In 2025, the library's current manager, Keaton Toney, was nominated for the Association for Rural & Small Libraries (ARSL) awards for Distinguished Service, and Innovative Service. On April 15, 2026, cellist Yo-Yo Ma visited the library, discussing the establishment's impact on the community, its challenges, and performing.

== Services ==

=== Collection ===
As of 2025, the Thomasville Public Library contains over 82,000 items, including 75,000 books, 1,500 DVDs, 1,200 Blu-rays, and 4,300 audiobooks. The library houses a local history and genealogy room which features county and state records, family histories, and a large collection of Gerald W. Johnson history books presented to the establishment in 1980.

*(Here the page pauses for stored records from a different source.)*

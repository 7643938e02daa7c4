//! Read-only queries over a network.

use netdrift_events::{generate_snapshot_id, NetworkSnapshot};

use super::Network;
use crate::components::{
    Info, InfoId, Node, NodeId, NodeKind, Transmission, TransmissionId, Vector, VectorId,
};
use crate::error::{NetworkError, Result, TopologyFault};

impl Network {
    pub fn node(&self, id: NodeId) -> Option<&Node> {
        self.node_index.get(&id).map(|&slot| &self.nodes[slot])
    }

    /// Every node ever added, dead ones included, in insertion order.
    pub fn nodes(&self) -> impl Iterator<Item = &Node> {
        self.nodes.iter()
    }

    pub fn node_count(&self) -> usize {
        self.nodes.len()
    }

    /// Alive agents in insertion order.
    pub fn agents(&self) -> Vec<NodeId> {
        self.nodes
            .iter()
            .filter(|n| n.is_agent() && n.is_alive())
            .map(|n| n.id())
            .collect()
    }

    pub fn sources(&self) -> Vec<NodeId> {
        self.nodes
            .iter()
            .filter(|n| n.is_source())
            .map(|n| n.id())
            .collect()
    }

    /// Destinations of the node's active outgoing vectors.
    pub fn neighbors_out(&self, id: NodeId) -> Result<Vec<NodeId>> {
        let slot = self.slot_of(id)?;
        Ok(self.active_outgoing(slot).map(|v| v.destination()).collect())
    }

    /// Origins of the node's active incoming vectors.
    pub fn neighbors_in(&self, id: NodeId) -> Result<Vec<NodeId>> {
        let slot = self.slot_of(id)?;
        Ok(self.active_incoming(slot).map(|v| v.origin()).collect())
    }

    pub fn outgoing_vectors(&self, id: NodeId) -> Result<Vec<&Vector>> {
        let slot = self.slot_of(id)?;
        Ok(self.active_outgoing(slot).collect())
    }

    pub fn incoming_vectors(&self, id: NodeId) -> Result<Vec<&Vector>> {
        let slot = self.slot_of(id)?;
        Ok(self.active_incoming(slot).collect())
    }

    pub fn vector(&self, id: VectorId) -> Option<&Vector> {
        id.slot_in(self.id).and_then(|slot| self.vectors.get(slot))
    }

    /// Every vector ever created, failed ones included.
    pub fn vectors(&self) -> impl Iterator<Item = &Vector> {
        self.vectors.iter()
    }

    /// The vector for the ordered pair, active or failed.
    pub fn vector_between(&self, origin: NodeId, destination: NodeId) -> Option<&Vector> {
        self.vector_index
            .get(&(origin, destination))
            .and_then(|&id| self.vector(id))
    }

    pub fn info(&self, id: InfoId) -> Option<&Info> {
        id.slot_in(self.id).and_then(|slot| self.infos.get(slot))
    }

    pub fn infos(&self) -> impl Iterator<Item = &Info> {
        self.infos.iter()
    }

    pub fn transmission(&self, id: TransmissionId) -> Option<&Transmission> {
        id.slot_in(self.id).and_then(|slot| self.transmissions.get(slot))
    }

    pub fn transmissions(&self) -> impl Iterator<Item = &Transmission> {
        self.transmissions.iter()
    }

    /// The info the node currently holds.
    pub fn current_info(&self, id: NodeId) -> Option<&Info> {
        self.node(id)
            .and_then(|n| n.current_info())
            .and_then(|info| self.info(info))
    }

    pub fn contents_of(&self, id: NodeId) -> Option<&str> {
        self.current_info(id).map(|i| i.contents())
    }

    /// Transmissions addressed to the node that have not been received yet.
    pub fn pending_for(&self, id: NodeId) -> Vec<&Transmission> {
        self.pending
            .get(&id)
            .map(|ids| ids.iter().filter_map(|t| self.transmission(*t)).collect())
            .unwrap_or_default()
    }

    /// Active vectors into `id` whose origin is an agent holding an info.
    pub(crate) fn eligible_incoming(&self, id: NodeId) -> Vec<&Vector> {
        let Ok(slot) = self.slot_of(id) else {
            return Vec::new();
        };
        self.active_incoming(slot)
            .filter(|v| {
                self.node(v.origin())
                    .map(|n| n.is_agent() && n.is_alive() && n.current_info().is_some())
                    .unwrap_or(false)
            })
            .collect()
    }

    pub fn snapshot(&self) -> NetworkSnapshot {
        let mut snapshot = NetworkSnapshot::new(
            generate_snapshot_id(self.generation),
            self.id.to_string(),
            self.generation,
            self.clock(),
        );
        snapshot.nodes = self.nodes.iter().map(|n| n.to_snapshot()).collect();
        snapshot.vectors = self.vectors.iter().map(|v| v.to_snapshot()).collect();
        snapshot.infos = self.infos.iter().map(|i| i.to_snapshot()).collect();
        snapshot.transmissions = self
            .transmissions
            .iter()
            .map(|t| t.to_snapshot())
            .collect();
        snapshot
    }

    pub(crate) fn slot_of(&self, id: NodeId) -> Result<usize> {
        self.node_index
            .get(&id)
            .copied()
            .ok_or_else(|| TopologyFault::UnknownNode(id).into())
    }

    pub(crate) fn require_vector(&self, id: VectorId) -> Result<&Vector> {
        self.vector(id)
            .ok_or_else(|| TopologyFault::UnknownVector(id).into())
    }

    pub(crate) fn require_alive_agent(&self, id: NodeId) -> Result<usize> {
        let slot = self.slot_of(id)?;
        let node = &self.nodes[slot];
        if !matches!(node.kind, NodeKind::Agent(_)) {
            return Err(TopologyFault::NotAnAgent(id).into());
        }
        if !node.is_alive() {
            return Err(NetworkError::DeadNode(id));
        }
        Ok(slot)
    }

    pub(crate) fn active_outgoing(&self, slot: usize) -> impl Iterator<Item = &Vector> {
        self.nodes[slot]
            .outgoing
            .iter()
            .filter_map(|&v| self.vector(v))
            .filter(|v| v.is_active())
    }

    pub(crate) fn active_incoming(&self, slot: usize) -> impl Iterator<Item = &Vector> {
        self.nodes[slot]
            .incoming
            .iter()
            .filter_map(|&v| self.vector(v))
            .filter(|v| v.is_active())
    }
}
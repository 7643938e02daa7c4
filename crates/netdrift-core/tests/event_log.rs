//! Event log and snapshot output tests

use netdrift_core::{EventLogger, Simulation, SimulationConfig};
use netdrift_events::{EventKind, EventType, NetworkEvent, NetworkSnapshot};
use std::fs;

#[test]
fn test_run_writes_complete_journal() {
    let dir = tempfile::tempdir().unwrap();
    let path = dir.path().join("events.jsonl");

    let mut config = SimulationConfig::default();
    config.simulation.steps = 10;
    let mut sim = Simulation::from_config(config).unwrap();
    {
        let mut logger = EventLogger::new(&path).unwrap();
        sim.run(&mut logger).unwrap();
    }

    let events: Vec<NetworkEvent> = fs::read_to_string(&path)
        .unwrap()
        .lines()
        .map(|line| NetworkEvent::from_jsonl(line).unwrap())
        .collect();

    // Ids count up from one with no gaps
    for (i, event) in events.iter().enumerate() {
        assert_eq!(event.event_id, format!("evt_{:08}", i + 1));
    }
    assert!(events.windows(2).all(|w| w[0].stamp <= w[1].stamp));

    let generations = events
        .iter()
        .filter(|e| e.event_type() == EventType::Generation)
        .count();
    assert_eq!(generations, 10);

    let nodes_created = events
        .iter()
        .filter(|e| matches!(e.kind, EventKind::NodeCreated { .. }))
        .count();
    // Three agents and the source
    assert_eq!(nodes_created, 4);
}

#[test]
fn test_snapshot_export_matches_network() {
    let mut config = SimulationConfig::default();
    config.process.kind = netdrift_core::ProcessKind::MoranSexual;
    config.simulation.steps = 5;
    let mut sim = Simulation::from_config(config).unwrap();
    sim.run(&mut EventLogger::null()).unwrap();

    let network = sim.network();
    let snapshot = network.snapshot();
    assert_eq!(snapshot.generation, 5);
    assert_eq!(snapshot.nodes.len(), network.node_count());
    assert_eq!(snapshot.alive_agents().len(), 3);
    assert!(snapshot.pending_transmissions().is_empty());

    let dir = tempfile::tempdir().unwrap();
    let path = dir.path().join("snapshot.json");
    fs::write(&path, snapshot.to_json().unwrap()).unwrap();
    let restored = NetworkSnapshot::from_json(&fs::read_to_string(&path).unwrap()).unwrap();
    assert_eq!(restored.nodes.len(), snapshot.nodes.len());
    assert_eq!(restored.to_json().unwrap(), snapshot.to_json().unwrap());
}

#[test]
fn test_sample_snapshot_fixture_loads() {
    let snapshot = netdrift_events::fixtures::sample_snapshot();
    assert_eq!(snapshot.alive_agents().len(), 3);
    for agent in snapshot.alive_agents() {
        let contents = snapshot.contents_of(&agent.node_id).unwrap();
        assert!(netdrift_events::fixtures::sample_seed_contents()
            .iter()
            .any(|seed| seed == contents));
    }
}
//! Node Components
//!
//! A node is one participant in the network. There is a single `Node` type
//! whose role-specific behaviour lives in `NodeKind`; `Agent` and `Source` are
//! the unattached blueprints callers build and hand to the network.

use netdrift_events::{NodeRole, NodeSnapshot, NodeStatus, Stamp};
use rand::Rng;
use std::fmt;

use super::behavior::{
    AdoptLatest, ContentGenerator, Emission, RandomBinaryString, ReplicationRule,
};
use super::ids::{InfoId, NetworkId, NodeId, VectorId};

/// Agent-specific behaviour.
pub struct AgentBehavior {
    pub(crate) replication: Box<dyn ReplicationRule>,
}

impl AgentBehavior {
    pub fn replication(&self) -> &dyn ReplicationRule {
        self.replication.as_ref()
    }
}

/// Source-specific behaviour.
pub struct SourceBehavior {
    pub(crate) generator: Box<dyn ContentGenerator>,
    pub(crate) emission: Emission,
}

impl SourceBehavior {
    pub fn generator_name(&self) -> &'static str {
        self.generator.name()
    }

    pub fn emission(&self) -> Emission {
        self.emission
    }
}

/// Role-specific behaviour of a node.
pub enum NodeKind {
    Agent(AgentBehavior),
    Source(SourceBehavior),
}

impl NodeKind {
    pub fn role(&self) -> NodeRole {
        match self {
            NodeKind::Agent(_) => NodeRole::Agent,
            NodeKind::Source(_) => NodeRole::Source,
        }
    }
}

impl fmt::Debug for NodeKind {
    fn fmt(&self, f: &mut fmt::Formatter<'_>) -> fmt::Result {
        match self {
            NodeKind::Agent(a) => f
                .debug_struct("Agent")
                .field("replication", &a.replication.name())
                .finish(),
            NodeKind::Source(s) => f
                .debug_struct("Source")
                .field("generator", &s.generator.name())
                .field("emission", &s.emission)
                .finish(),
        }
    }
}

/// An unattached agent, ready to be added with `Network::add_agent`.
pub struct Agent {
    id: NodeId,
    replication: Box<dyn ReplicationRule>,
}

impl Agent {
    /// Agent that overwrites its info with every delivery.
    pub fn new() -> Self {
        Self::with_id(NodeId::new())
    }

    pub fn with_id(id: NodeId) -> Self {
        Self {
            id,
            replication: Box::new(AdoptLatest),
        }
    }

    pub fn with_replication(mut self, rule: impl ReplicationRule + 'static) -> Self {
        self.replication = Box::new(rule);
        self
    }

    pub fn id(&self) -> NodeId {
        self.id
    }

    pub(crate) fn into_parts(self) -> (NodeId, NodeKind) {
        (
            self.id,
            NodeKind::Agent(AgentBehavior {
                replication: self.replication,
            }),
        )
    }
}

impl Default for Agent {
    fn default() -> Self {
        Self::new()
    }
}

/// An unattached source, ready to be added with `Network::add_source_local`
/// or `Network::add_source_global`.
pub struct Source {
    id: NodeId,
    generator: Box<dyn ContentGenerator>,
    emission: Emission,
}

impl Source {
    pub fn new(generator: impl ContentGenerator + 'static) -> Self {
        Self {
            id: NodeId::new(),
            generator: Box::new(generator),
            emission: Emission::Shared,
        }
    }

    /// Source of random two-character binary strings.
    pub fn random_binary<R: Rng + Send + 'static>(rng: R) -> Self {
        Self::new(RandomBinaryString::new(
            RandomBinaryString::<R>::DEFAULT_LENGTH,
            rng,
        ))
    }

    pub fn with_emission(mut self, emission: Emission) -> Self {
        self.emission = emission;
        self
    }

    pub fn with_id(mut self, id: NodeId) -> Self {
        self.id = id;
        self
    }

    pub fn id(&self) -> NodeId {
        self.id
    }

    pub(crate) fn into_parts(self) -> (NodeId, NodeKind) {
        (
            self.id,
            NodeKind::Source(SourceBehavior {
                generator: self.generator,
                emission: self.emission,
            }),
        )
    }
}

/// A network member.
#[derive(Debug)]
pub struct Node {
    id: NodeId,
    pub(crate) kind: NodeKind,
    status: NodeStatus,
    network: NetworkId,
    created: Stamp,
    /// Every vector ever created from this node, failed ones included
    pub(crate) outgoing: Vec<VectorId>,
    /// Every vector ever created into this node, failed ones included
    pub(crate) incoming: Vec<VectorId>,
    pub(crate) current_info: Option<InfoId>,
}

impl Node {
    pub(crate) fn new(id: NodeId, kind: NodeKind, network: NetworkId, created: Stamp) -> Self {
        Self {
            id,
            kind,
            status: NodeStatus::Alive,
            network,
            created,
            outgoing: Vec::new(),
            incoming: Vec::new(),
            current_info: None,
        }
    }

    pub fn id(&self) -> NodeId {
        self.id
    }

    pub fn kind(&self) -> &NodeKind {
        &self.kind
    }

    pub fn role(&self) -> NodeRole {
        self.kind.role()
    }

    pub fn is_agent(&self) -> bool {
        matches!(self.kind, NodeKind::Agent(_))
    }

    pub fn is_source(&self) -> bool {
        matches!(self.kind, NodeKind::Source(_))
    }

    pub fn status(&self) -> NodeStatus {
        self.status
    }

    pub fn is_alive(&self) -> bool {
        self.status == NodeStatus::Alive
    }

    /// The network this node belongs to.
    pub fn network(&self) -> NetworkId {
        self.network
    }

    pub fn created(&self) -> Stamp {
        self.created
    }

    /// The most recently adopted info. Sources never hold one.
    pub fn current_info(&self) -> Option<InfoId> {
        self.current_info
    }

    /// All outgoing vectors in creation order, including failed ones.
    pub fn outgoing(&self) -> &[VectorId] {
        &self.outgoing
    }

    /// All incoming vectors in creation order, including failed ones.
    pub fn incoming(&self) -> &[VectorId] {
        &self.incoming
    }

    pub(crate) fn kill(&mut self) {
        self.status = NodeStatus::Dead;
    }

    pub fn to_snapshot(&self) -> NodeSnapshot {
        let mut snapshot = NodeSnapshot::new(self.id.to_string(), self.role(), self.created);
        snapshot.status = self.status;
        snapshot.current_info = self.current_info.map(|i| i.to_string());
        snapshot.outgoing = self.outgoing.iter().map(|v| v.to_string()).collect();
        snapshot.incoming = self.incoming.iter().map(|v| v.to_string()).collect();
        snapshot
    }
}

In addition to the staple of its book collections, the Thomasville Public Library has been acknowledged for keeping a variety of media types. From 1928, the library was subscribed to three local newspapers and twenty-eight magazines. In 1971, the library began to house microfilm of archived newspapers and magazines, and at that time had already been circulating music records ranging from rock albums to musical soundtracks. In April of that year, the library began to circulate framed art reproductions for free, and the collection of art for circulation at that time was 12 paintings. By 1978, cassettes, films, and art sculptures had been added to the collections available for checkout. Crouse was integral in the expansion of the types of media offered, as she felt that films and shows which referenced or adapted books encouraged watchers to inquire about those titles, rather than taking their place.

=== Programming ===
Thomasville Public Library has housed a variety of programming since its inception. Author visits have been a recurring program throughout the library's history, including a 1977 visit from children's author Ellis Credle, and the 2009 Author Fair featuring over 20 local writers. Children's story hour programs have been held since at least 1935. The library's summer reading program recurs yearly, was started during the librarianship of Mary Green Matthews, and thus dates back to at least 1952. Other longstanding programs include crafts and outreach to nursing homes and schools. In recent years, programming has diversified to include cooking programs, in addition to demonstrations from local guests such as beekeepers and martial arts groups. In 2023, the library received a Service Innovation Award from the North Carolina Public Library Directors Association for its family portraits program. The program allows patrons to participate in group photo shoots with props and backdrops, and receive edited files digitally. It began in 2021 and recurs yearly.